В камере с уголовниками я провел дня три. Воспоминания самые препротивные: дрались двое до крови, разлили парашу, и бесконечная ругань. А к вечеру числа 5-го ноября всех нас вывели во двор и построили в две шеренги. За последние три дня выпадал снег, а мы в ботиночках, туфельках. Сбоку сверху моталась под ветерком электролампочка. Мерцали голубые снежинки. В шеренгах одни мужчины. Появился эмгебешный офицер: — Кто имеет специальность столяр,— выходи! — зычно крикнул капитан. Вышло несколько человек.— Швеи, механики по машинам — выходи.— Шеренги помаленьку таяли. Капитан подошел к правому флангу, ко мне: — Специальность? — Наверное, художник, — ответил я. — Что значит наверное? — Объяснил, что учился пять лет в училище, но диплом не успел получить.— Но рисовать-то что-нибудь умеешь? — А как же! Капитан крикнул в темноту: Старший лейтенант, ко мне! — Вынырнув, появился откуда-то офицерик нестройной небольшой фигурки.— Бери! — капитан мотнул головой в мою сторону. Меня проторговали, точно как в середине девятнадцатого века в крепостное время. Мы оторвались от шеренги, охранники пропустили нас из зоны пересылки. Я шел впереди, как и положено по ихнему уставу, старший лейтенант сзади. Иногда он подсказывал: — Направо! Прямо! — И вскоре мы подошли к большим воротам с маленькой дверью посредине. От ворот направо и налево тянулась высокая каменная стена. Старший лейтенант крикнул, кого-то позвал. Дверца отворилась, и мы вошли в так называемую зону трудовой исправительной колонии — в бывший некогда мужской монастырь (о том я узнал несколько позже).

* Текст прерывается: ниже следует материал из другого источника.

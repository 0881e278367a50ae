use crate::scaler::{scale, serving_ratio};
use minijinja::{Error, ErrorKind, State};

/// Ratio between two serving sizes, a base of zero counting as one.
///
/// # Template Usage
/// ```jinja
/// {{ serving_ratio(base_servings, 24) }}
/// ```
pub fn serving_ratio_function(base_servings: u32, servings: u32) -> f64 {
    serving_ratio(base_servings, servings)
}

/// Scale a quantity from the rendered recipe's own serving size to `servings`.
///
/// Reads `base_servings` from the template context.
///
/// # Template Usage
/// ```jinja
/// For a party of 24: {{ scale_for_servings("1/2 cup", 24) }}
/// ```
pub fn scale_for_servings(state: &State, amount: &str, servings: u32) -> Result<String, Error> {
    let base_servings = state
        .lookup("base_servings")
        .and_then(|value| u32::try_from(value).ok())
        .ok_or_else(|| {
            Error::new(
                ErrorKind::InvalidOperation,
                "base_servings not found in context",
            )
        })?;

    Ok(scale(amount, serving_ratio(base_servings, servings)))
}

В проходной на пару минут задержались. Старшего лейтенанта я больше не видел: он передал меня надзирателям колонии, один из

 

- 114 -

которых и провел нового зека через несколько опутанных проволокой (колючей) воротец и дверей в солидное двухэтажное здание на второй этаж. Помню: длинный узкий коридор. Батюшки! Сколько их! Свои ребята! Показалось, будто я попал не в тюремный лагерь, а в военную казарму. Возраста примерно моего. Были и старше. Обступили. Галдеж поднялся: Кто? Откуда? За что? Что там на воле? — Да я сам с полгода как с воли.— Кто привел? — Старший лейтенант. Это КВЧ. Я еще не понимал тогда лагерную аббревиатуру. Кто-то подсунул мне котелок с оставшейся от ужина баландой, дали кусочек хлеба. Я не стесняясь жадно поедал поднесенное и радовался разношумным человеческим голосам.— Я тоже! Я тоже политический!— над ухом услышал я неприятный возглас долговязого мужчины. Появился надзиратель: Пошли! И определил меня в камеру-палату с гражданскими.— Вот твое место! — указал на верхние нары. Теснотища страшная. Между нарами проходят бочком. Душно! Запахи портянок, табака, человеческого пота. Человек 30 с лишком. Вопросов не задавали, но чувствовал взгляды десятков глаз, рассматривающих меня. Все готовились к отбою. С этого дня, вернее, вечера началась моя лагерная жизнь.